*** Opening of Raw data ***
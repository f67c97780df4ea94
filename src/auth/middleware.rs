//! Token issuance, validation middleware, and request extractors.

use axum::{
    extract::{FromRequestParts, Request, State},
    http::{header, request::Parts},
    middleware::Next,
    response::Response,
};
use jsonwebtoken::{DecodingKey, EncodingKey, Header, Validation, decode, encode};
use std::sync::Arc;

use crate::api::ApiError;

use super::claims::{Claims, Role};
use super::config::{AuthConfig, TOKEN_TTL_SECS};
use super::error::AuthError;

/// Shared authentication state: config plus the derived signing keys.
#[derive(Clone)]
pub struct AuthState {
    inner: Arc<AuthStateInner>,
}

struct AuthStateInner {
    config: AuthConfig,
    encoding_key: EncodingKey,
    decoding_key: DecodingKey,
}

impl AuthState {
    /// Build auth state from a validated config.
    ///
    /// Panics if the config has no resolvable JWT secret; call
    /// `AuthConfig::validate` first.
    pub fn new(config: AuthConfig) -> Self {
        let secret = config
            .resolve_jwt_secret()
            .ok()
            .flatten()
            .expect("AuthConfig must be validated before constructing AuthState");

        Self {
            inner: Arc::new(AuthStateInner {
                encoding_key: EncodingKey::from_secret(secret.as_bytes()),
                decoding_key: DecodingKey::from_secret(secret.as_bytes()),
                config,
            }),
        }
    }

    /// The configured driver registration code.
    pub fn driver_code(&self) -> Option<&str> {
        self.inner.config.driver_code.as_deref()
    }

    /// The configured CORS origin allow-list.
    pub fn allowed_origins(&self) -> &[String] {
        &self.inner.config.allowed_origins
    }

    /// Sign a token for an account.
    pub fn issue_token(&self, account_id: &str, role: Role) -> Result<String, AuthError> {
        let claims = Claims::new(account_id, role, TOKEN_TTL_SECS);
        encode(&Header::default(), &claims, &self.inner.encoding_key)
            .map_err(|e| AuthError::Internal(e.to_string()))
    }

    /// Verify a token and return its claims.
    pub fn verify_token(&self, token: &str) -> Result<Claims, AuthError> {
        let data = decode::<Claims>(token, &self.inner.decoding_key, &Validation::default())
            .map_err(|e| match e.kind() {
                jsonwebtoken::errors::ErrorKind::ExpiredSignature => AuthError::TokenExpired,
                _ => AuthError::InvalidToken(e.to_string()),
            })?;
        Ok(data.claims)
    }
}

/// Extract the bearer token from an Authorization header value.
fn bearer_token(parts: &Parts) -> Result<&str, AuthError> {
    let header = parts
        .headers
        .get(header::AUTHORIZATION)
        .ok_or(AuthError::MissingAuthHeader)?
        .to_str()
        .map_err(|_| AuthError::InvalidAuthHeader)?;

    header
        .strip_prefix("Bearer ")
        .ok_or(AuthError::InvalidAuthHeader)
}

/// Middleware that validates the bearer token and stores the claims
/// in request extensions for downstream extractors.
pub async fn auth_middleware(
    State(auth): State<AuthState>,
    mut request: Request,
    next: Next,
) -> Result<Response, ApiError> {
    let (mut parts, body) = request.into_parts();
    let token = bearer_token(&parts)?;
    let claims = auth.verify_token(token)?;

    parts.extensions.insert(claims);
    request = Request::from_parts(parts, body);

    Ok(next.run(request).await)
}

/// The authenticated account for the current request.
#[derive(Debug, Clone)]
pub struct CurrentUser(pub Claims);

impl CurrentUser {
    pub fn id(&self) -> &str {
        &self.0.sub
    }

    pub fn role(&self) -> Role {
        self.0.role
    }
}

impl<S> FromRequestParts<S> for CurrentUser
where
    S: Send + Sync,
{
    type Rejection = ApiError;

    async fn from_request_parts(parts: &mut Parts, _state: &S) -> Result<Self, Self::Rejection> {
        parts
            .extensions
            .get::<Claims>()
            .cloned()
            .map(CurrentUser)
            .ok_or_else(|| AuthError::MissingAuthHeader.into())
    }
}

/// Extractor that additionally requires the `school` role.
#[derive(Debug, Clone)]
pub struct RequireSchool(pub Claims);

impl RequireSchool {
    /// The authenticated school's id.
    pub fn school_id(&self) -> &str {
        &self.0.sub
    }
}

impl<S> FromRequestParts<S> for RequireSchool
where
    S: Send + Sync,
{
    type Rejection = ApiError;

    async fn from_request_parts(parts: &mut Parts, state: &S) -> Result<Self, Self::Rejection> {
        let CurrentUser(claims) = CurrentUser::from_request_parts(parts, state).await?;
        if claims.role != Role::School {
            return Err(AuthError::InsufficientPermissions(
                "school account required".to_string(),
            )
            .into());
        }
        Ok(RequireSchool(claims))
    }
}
*** Close of Raw data ***
Task item:
Each of the entries above needs to be given again exactly.

Completed exercise:
repository f67c97780df4ea94
filename src/auth/middleware.rs
//! Token issuance, validation middleware, and request extractors.

use axum::{
    extract::{FromRequestParts, Request, State},
    http::{header, request::Parts},
    middleware::Next,
    response::Response,
};
use jsonwebtoken::{DecodingKey, EncodingKey, Header, Validation, decode, encode};
use std::sync::Arc;

use crate::api::ApiError;

use super::claims::{Claims, Role};
use super::config::{AuthConfig, TOKEN_TTL_SECS};
use super::error::AuthError;

/// Shared authentication state: config plus the derived signing keys.
#[derive(Clone)]
pub struct AuthState {
    inner: Arc<AuthStateInner>,
}

struct AuthStateInner {
    config: AuthConfig,
    encoding_key: EncodingKey,
    decoding_key: DecodingKey,
}

impl AuthState {
    /// Build auth state from a validated config.
    ///
    /// Panics if the config has no resolvable JWT secret; call
    /// `AuthConfig::validate` first.
    pub fn new(config: AuthConfig) -> Self {
        let secret = config
            .resolve_jwt_secret()
            .ok()
            .flatten()
            .expect("AuthConfig must be validated before constructing AuthState");

        Self {
            inner: Arc::new(AuthStateInner {
                encoding_key: EncodingKey::from_secret(secret.as_bytes()),
                decoding_key: DecodingKey::from_secret(secret.as_bytes()),
                config,
            }),
        }
    }

    /// The configured driver registration code.
    pub fn driver_code(&self) -> Option<&str> {
        self.inner.config.driver_code.as_deref()
    }

    /// The configured CORS origin allow-list.
    pub fn allowed_origins(&self) -> &[String] {
        &self.inner.config.allowed_origins
    }

    /// Sign a token for an account.
    pub fn issue_token(&self, account_id: &str, role: Role) -> Result<String, AuthError> {
        let claims = Claims::new(account_id, role, TOKEN_TTL_SECS);
        encode(&Header::default(), &claims, &self.inner.encoding_key)
            .map_err(|e| AuthError::Internal(e.to_string()))
    }

    /// Verify a token and return its claims.
    pub fn verify_token(&self, token: &str) -> Result<Claims, AuthError> {
        let data = decode::<Claims>(token, &self.inner.decoding_key, &Validation::default())
            .map_err(|e| match e.kind() {
                jsonwebtoken::errors::ErrorKind::ExpiredSignature => AuthError::TokenExpired,
                _ => AuthError::InvalidToken(e.to_string()),
            })?;
        Ok(data.claims)
    }
}

/// Extract the bearer token from an Authorization header value.
fn bearer_token(parts: &Parts) -> Result<&str, AuthError> {
    let header = parts
        .headers
        .get(header::AUTHORIZATION)
        .ok_or(AuthError::MissingAuthHeader)?
        .to_str()
        .map_err(|_| AuthError::InvalidAuthHeader)?;

    header
        .strip_prefix("Bearer ")
        .ok_or(AuthError::InvalidAuthHeader)
}

/// Middleware that validates the bearer token and stores the claims
/// in request extensions for downstream extractors.
pub async fn auth_middleware(
    State(auth): State<AuthState>,
    mut request: Request,
    next: Next,
) -> Result<Response, ApiError> {
    let (mut parts, body) = request.into_parts();
    let token = bearer_token(&parts)?;
    let claims = auth.verify_token(token)?;

    parts.extensions.insert(claims);
    request = Request::from_parts(parts, body);

    Ok(next.run(request).await)
}

/// The authenticated account for the current request.
#[derive(Debug, Clone)]
pub struct CurrentUser(pub Claims);

impl CurrentUser {
    pub fn id(&self) -> &str {
        &self.0.sub
    }

    pub fn role(&self) -> Role {
        self.0.role
    }
}

impl<S> FromRequestParts<S> for CurrentUser
where
    S: Send + Sync,
{
    type Rejection = ApiError;

    async fn from_request_parts(parts: &mut Parts, _state: &S) -> Result<Self, Self::Rejection> {
        parts
            .extensions
            .get::<Claims>()
            .cloned()
            .map(CurrentUser)
            .ok_or_else(|| AuthError::MissingAuthHeader.into())
    }
}

/// Extractor that additionally requires the `school` role.
#[derive(Debug, Clone)]
pub struct RequireSchool(pub Claims);

impl RequireSchool {
    /// The authenticated school's id.
    pub fn school_id(&self) -> &str {
        &self.0.sub
    }
}

impl<S> FromRequestParts<S> for RequireSchool
where
    S: Send + Sync,
{
    type Rejection = ApiError;

    async fn from_request_parts(parts: &mut Parts, state: &S) -> Result<Self, Self::Rejection> {
        let CurrentUser(claims) = CurrentUser::from_request_parts(parts, state).await?;
        if claims.role != Role::School {
            return Err(AuthError::InsufficientPermissions(
                "school account required".to_string(),
            )
            .into());
        }
        Ok(RequireSchool(claims))
    }
}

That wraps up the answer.